Records from a dataset:
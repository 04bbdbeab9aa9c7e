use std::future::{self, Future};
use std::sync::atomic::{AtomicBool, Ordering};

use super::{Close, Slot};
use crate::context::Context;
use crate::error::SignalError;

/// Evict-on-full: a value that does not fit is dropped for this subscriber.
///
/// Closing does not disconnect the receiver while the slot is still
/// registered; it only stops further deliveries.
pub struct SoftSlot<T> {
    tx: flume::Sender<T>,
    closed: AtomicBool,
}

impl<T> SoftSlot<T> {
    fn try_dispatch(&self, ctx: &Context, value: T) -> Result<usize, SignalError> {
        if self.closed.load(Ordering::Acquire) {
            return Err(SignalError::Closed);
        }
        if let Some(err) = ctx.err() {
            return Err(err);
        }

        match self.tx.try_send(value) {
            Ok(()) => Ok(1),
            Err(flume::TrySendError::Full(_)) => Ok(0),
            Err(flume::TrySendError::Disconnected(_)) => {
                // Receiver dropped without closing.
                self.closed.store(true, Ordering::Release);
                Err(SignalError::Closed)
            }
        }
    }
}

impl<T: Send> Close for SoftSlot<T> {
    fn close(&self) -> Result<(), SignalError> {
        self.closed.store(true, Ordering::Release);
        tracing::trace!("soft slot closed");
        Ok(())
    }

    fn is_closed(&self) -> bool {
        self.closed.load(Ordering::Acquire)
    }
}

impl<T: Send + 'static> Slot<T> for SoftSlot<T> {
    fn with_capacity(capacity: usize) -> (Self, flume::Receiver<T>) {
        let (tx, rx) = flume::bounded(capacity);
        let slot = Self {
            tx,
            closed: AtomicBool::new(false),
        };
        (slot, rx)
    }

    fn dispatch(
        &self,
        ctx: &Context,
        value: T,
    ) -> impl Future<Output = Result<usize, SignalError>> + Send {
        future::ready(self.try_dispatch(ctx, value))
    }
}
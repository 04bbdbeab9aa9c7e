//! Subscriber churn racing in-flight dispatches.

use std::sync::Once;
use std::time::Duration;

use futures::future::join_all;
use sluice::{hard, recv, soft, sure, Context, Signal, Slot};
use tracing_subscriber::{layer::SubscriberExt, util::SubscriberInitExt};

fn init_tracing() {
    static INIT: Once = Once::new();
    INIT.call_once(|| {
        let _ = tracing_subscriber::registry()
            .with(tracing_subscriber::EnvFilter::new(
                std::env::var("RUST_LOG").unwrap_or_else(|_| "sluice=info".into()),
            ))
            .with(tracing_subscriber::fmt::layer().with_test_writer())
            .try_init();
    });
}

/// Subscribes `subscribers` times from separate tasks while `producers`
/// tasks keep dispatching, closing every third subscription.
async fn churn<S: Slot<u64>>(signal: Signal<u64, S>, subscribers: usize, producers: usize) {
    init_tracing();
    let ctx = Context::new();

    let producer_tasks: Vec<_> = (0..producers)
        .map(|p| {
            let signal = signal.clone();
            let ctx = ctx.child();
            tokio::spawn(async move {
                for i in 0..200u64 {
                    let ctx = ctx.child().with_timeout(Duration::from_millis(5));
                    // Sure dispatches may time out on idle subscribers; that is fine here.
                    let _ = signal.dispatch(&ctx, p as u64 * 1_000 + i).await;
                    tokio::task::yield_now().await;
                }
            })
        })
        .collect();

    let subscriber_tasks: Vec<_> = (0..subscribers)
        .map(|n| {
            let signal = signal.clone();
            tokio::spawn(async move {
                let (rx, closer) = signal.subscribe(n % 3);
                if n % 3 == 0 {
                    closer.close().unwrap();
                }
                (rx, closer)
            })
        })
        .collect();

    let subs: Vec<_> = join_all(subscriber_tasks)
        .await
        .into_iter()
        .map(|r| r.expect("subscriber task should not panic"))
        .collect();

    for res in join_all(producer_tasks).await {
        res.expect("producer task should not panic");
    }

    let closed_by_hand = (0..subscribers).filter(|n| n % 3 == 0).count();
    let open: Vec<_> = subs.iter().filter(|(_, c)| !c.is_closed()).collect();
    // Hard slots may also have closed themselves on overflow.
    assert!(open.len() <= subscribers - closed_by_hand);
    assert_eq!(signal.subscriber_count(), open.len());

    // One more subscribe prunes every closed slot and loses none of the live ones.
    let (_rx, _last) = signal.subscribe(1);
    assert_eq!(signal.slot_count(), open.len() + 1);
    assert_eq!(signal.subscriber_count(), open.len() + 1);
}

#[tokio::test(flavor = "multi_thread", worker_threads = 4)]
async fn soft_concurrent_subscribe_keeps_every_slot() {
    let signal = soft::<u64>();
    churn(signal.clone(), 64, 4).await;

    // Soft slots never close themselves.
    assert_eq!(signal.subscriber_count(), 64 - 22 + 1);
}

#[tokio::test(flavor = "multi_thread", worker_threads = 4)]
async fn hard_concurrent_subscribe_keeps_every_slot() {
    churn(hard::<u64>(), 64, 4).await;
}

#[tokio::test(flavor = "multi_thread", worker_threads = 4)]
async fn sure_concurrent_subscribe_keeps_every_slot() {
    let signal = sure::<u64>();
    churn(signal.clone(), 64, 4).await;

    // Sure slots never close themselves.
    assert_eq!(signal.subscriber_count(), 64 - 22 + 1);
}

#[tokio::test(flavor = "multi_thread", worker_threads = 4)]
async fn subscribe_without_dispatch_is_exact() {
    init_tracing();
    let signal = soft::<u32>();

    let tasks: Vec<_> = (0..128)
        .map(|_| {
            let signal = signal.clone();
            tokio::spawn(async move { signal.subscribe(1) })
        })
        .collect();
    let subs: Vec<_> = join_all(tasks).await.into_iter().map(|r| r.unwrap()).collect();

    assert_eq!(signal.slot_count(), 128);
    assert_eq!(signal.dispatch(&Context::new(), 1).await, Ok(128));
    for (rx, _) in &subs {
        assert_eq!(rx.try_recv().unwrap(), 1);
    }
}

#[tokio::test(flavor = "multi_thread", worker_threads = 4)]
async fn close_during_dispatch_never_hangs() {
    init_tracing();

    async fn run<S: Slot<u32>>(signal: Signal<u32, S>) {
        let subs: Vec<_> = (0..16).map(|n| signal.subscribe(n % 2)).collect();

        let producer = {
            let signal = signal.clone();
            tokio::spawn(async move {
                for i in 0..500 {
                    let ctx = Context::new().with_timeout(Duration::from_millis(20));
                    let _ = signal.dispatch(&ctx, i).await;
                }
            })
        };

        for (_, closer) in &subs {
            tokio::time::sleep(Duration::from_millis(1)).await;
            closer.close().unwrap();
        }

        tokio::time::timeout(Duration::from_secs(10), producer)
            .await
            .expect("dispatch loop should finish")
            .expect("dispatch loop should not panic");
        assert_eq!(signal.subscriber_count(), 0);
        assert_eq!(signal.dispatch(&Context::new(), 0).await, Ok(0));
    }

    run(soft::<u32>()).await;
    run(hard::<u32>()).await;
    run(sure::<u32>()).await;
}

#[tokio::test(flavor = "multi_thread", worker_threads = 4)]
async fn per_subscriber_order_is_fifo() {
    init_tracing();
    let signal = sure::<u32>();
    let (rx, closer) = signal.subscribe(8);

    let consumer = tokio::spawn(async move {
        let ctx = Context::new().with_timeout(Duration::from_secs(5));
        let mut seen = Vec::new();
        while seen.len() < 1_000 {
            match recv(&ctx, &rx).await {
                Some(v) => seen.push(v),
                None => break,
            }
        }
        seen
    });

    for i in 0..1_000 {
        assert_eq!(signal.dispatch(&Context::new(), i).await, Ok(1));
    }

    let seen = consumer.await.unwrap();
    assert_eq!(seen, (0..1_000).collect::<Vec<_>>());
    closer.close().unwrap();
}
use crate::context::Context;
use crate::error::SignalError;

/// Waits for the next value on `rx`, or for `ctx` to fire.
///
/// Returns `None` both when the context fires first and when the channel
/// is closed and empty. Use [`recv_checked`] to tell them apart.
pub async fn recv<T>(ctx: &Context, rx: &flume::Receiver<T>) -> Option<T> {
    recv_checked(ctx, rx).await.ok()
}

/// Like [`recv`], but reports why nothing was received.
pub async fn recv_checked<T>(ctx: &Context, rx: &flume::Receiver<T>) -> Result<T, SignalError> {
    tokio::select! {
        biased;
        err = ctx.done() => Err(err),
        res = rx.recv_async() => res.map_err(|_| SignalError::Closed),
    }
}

...

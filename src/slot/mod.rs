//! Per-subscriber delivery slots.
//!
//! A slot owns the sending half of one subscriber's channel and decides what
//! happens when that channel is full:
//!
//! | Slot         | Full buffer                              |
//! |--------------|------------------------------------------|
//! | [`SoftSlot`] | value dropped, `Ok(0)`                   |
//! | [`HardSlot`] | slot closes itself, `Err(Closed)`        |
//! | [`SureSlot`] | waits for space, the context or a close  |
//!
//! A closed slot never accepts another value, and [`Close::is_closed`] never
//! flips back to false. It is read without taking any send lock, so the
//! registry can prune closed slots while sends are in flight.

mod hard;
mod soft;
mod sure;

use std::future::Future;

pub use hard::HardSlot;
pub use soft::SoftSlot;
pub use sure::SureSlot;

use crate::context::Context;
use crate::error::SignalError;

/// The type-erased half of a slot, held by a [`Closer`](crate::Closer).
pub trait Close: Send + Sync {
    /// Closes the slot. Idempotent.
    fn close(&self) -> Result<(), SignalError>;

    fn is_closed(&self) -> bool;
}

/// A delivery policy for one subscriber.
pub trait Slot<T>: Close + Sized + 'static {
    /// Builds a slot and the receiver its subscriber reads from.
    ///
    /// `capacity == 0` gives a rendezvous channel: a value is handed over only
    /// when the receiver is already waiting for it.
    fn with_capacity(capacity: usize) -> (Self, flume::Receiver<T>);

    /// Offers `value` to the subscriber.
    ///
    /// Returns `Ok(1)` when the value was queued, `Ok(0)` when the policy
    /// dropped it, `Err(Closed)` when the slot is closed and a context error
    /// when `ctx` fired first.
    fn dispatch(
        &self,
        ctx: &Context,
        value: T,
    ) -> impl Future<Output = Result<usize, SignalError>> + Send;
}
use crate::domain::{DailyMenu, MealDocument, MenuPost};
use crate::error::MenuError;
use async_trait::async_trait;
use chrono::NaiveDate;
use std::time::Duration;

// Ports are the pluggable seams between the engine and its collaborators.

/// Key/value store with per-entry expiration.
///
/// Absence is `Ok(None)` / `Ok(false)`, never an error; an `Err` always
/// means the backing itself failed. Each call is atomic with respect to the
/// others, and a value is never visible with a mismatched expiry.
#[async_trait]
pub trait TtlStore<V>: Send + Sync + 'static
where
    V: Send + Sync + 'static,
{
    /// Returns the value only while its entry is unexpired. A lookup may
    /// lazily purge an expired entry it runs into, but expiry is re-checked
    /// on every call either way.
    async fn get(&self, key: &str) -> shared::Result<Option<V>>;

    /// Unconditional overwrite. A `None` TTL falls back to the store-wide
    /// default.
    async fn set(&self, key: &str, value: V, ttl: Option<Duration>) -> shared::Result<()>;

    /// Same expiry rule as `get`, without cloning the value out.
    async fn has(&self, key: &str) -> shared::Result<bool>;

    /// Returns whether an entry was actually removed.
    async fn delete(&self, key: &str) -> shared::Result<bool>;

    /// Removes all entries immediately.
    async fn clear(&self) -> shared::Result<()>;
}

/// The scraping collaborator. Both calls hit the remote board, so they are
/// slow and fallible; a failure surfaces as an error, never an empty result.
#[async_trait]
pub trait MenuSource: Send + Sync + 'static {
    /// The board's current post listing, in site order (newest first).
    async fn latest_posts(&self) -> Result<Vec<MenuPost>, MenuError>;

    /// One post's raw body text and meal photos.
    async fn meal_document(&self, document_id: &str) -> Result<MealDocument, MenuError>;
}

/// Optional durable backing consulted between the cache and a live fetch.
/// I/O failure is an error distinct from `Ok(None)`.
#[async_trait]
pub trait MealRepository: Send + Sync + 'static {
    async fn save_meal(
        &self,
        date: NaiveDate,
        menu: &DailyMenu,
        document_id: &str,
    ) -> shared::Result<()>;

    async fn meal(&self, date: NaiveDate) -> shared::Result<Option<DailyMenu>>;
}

Work instructions:
Could you copy every line from the records that mentions the word "registry"?

Written response:
        let _ = tracing_subscriber::registry()
//! registry can prune closed slots while sends are in flight.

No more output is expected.